» Task directions
Across the entries that follow, work out the number of lines containing the string "tokio", and state it alone.

» Working data
*-*-*
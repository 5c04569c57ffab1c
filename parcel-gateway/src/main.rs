use std::net::SocketAddr;
use std::sync::Arc;

use parcel_gateway::api::{router, AppState};
use parcel_gateway::config::{Config, LISTEN_PORT};
use parcel_gateway::ledger::LedgerClient;

#[tokio::main]
async fn main() -> Result<(), Box<dyn std::error::Error>> {
    env_logger::init();

    // Startup configuration is the only fatal error class; everything after
    // this point is recovered per request.
    let config = Config::from_env()?;
    let ledger = Arc::new(LedgerClient::new(&config)?);
    log::info!("ledger endpoint {} contract {}", config.api_url, config.contract_address);

    let app = router(AppState { ledger });

    let addr = SocketAddr::from(([0, 0, 0, 0], LISTEN_PORT));
    println!("parcel-gateway on http://{addr}/");
    let listener = tokio::net::TcpListener::bind(addr).await?;
    let shutdown = async {
        let _ = tokio::signal::ctrl_c().await;
    };
    axum::serve(listener, app).with_graceful_shutdown(shutdown).await?;
    Ok(())
}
*-*-*
» Your solution
3